Sono anni che Confiudustria tenta di rendere insussistente la funzione storica fondamentale del contratto collettivo nazionale di lavoro.
Il contratto nazionale deve essere autorità salariale, invece vi è la tendenza a sostituire il salario con il welfare.
La moderazione salariale, oltre a deprimere le retribuzioni ed i consumi, ha depresso anche gli investimenti di qualità, i processi innovativi e la crescita della ricchezza nazionale. In un contesto così complesso dove stanno cambiando i connotati dell’industria mondiale, dove vi sono molti ripensamenti sui modi di produrre e di organizzare il lavoro, i metalmeccanici stanno difendendo l’industria e quindi gli interessi generali. Ci battiamo tutti i giorni per la difesa dell’occupazione, la tutela della salute e della sicurezza nei luoghi di lavoro.

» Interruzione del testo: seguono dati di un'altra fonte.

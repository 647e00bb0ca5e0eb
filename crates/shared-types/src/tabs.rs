//! Closed tab sets for each dashboard.
//!
//! Tab selection is transient UI state. Every variant is always a valid
//! selection and the first variant is the initial one.

/// Sections of the admin dashboard, in sidebar order.
#[derive(Debug, Clone, Copy, PartialEq, Eq, Hash, Default)]
pub enum AdminTab {
    #[default]
    Dashboard,
    Clients,
    Analytics,
    Invoices,
    Settings,
}

impl AdminTab {
    pub const ALL: [AdminTab; 5] = [
        AdminTab::Dashboard,
        AdminTab::Clients,
        AdminTab::Analytics,
        AdminTab::Invoices,
        AdminTab::Settings,
    ];

    pub fn id(&self) -> &'static str {
        match self {
            AdminTab::Dashboard => "dashboard",
            AdminTab::Clients => "clients",
            AdminTab::Analytics => "analytics",
            AdminTab::Invoices => "invoices",
            AdminTab::Settings => "settings",
        }
    }

    pub fn label(&self) -> &'static str {
        match self {
            AdminTab::Dashboard => "Dashboard",
            AdminTab::Clients => "Clients",
            AdminTab::Analytics => "Analytics",
            AdminTab::Invoices => "Invoices",
            AdminTab::Settings => "Settings",
        }
    }
}

/// Sections of the client dashboard, in sidebar order.
#[derive(Debug, Clone, Copy, PartialEq, Eq, Hash, Default)]
pub enum ClientTab {
    #[default]
    Overview,
    Projects,
    Documents,
    Support,
}

impl ClientTab {
    pub const ALL: [ClientTab; 4] = [
        ClientTab::Overview,
        ClientTab::Projects,
        ClientTab::Documents,
        ClientTab::Support,
    ];

    pub fn id(&self) -> &'static str {
        match self {
            ClientTab::Overview => "overview",
            ClientTab::Projects => "projects",
            ClientTab::Documents => "documents",
            ClientTab::Support => "support",
        }
    }

    pub fn label(&self) -> &'static str {
        match self {
            ClientTab::Overview => "Overview",
            ClientTab::Projects => "My Project",
            ClientTab::Documents => "Documents",
            ClientTab::Support => "Support",
        }
    }
}

#[cfg(test)]
mod tests {
    use super::*;
    use std::collections::HashSet;

    #[test]
    fn defaults_are_first_tabs() {
        assert_eq!(AdminTab::default(), AdminTab::ALL[0]);
        assert_eq!(ClientTab::default(), ClientTab::ALL[0]);
    }

    #[test]
    fn ids_are_unique() {
        let admin: HashSet<_> = AdminTab::ALL.iter().map(AdminTab::id).collect();
        assert_eq!(admin.len(), AdminTab::ALL.len());
        let client: HashSet<_> = ClientTab::ALL.iter().map(ClientTab::id).collect();
        assert_eq!(client.len(), ClientTab::ALL.len());
    }

    #[test]
    fn sidebar_order_matches_ids() {
        let ids: Vec<_> = AdminTab::ALL.iter().map(AdminTab::id).collect();
        assert_eq!(ids, ["dashboard", "clients", "analytics", "invoices", "settings"]);
        let ids: Vec<_> = ClientTab::ALL.iter().map(ClientTab::id).collect();
        assert_eq!(ids, ["overview", "projects", "documents", "support"]);
    }
}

In Toscana il rinnovo del contratto riguarda 123.808 lavoratori metalmeccanici e già prima della pandemia la situazione dei lavoratori era difficile sul piano economico e occupazionale. Non vi è stata nessuna apertura di negoziato nemmeno sullo Smart working, tema sempre più all’ordine del giorno in molte imprese a causa dell’emergenza sanitaria e che interessa migliaia di lavoratori.
L’economia è ferma perché i salari sono fermi. Vanno riconosciti adeguati aumenti salariali dal livello nazionale, così come richiesti nella piattaforma unitaria dalle Organizzazioni Sindacali. Senza salario non c’è contratto. Lotteremo democraticamente e con determinazione per ottenere i nostri diritti, così come nella migliore tradizione storica dei metalmeccanici.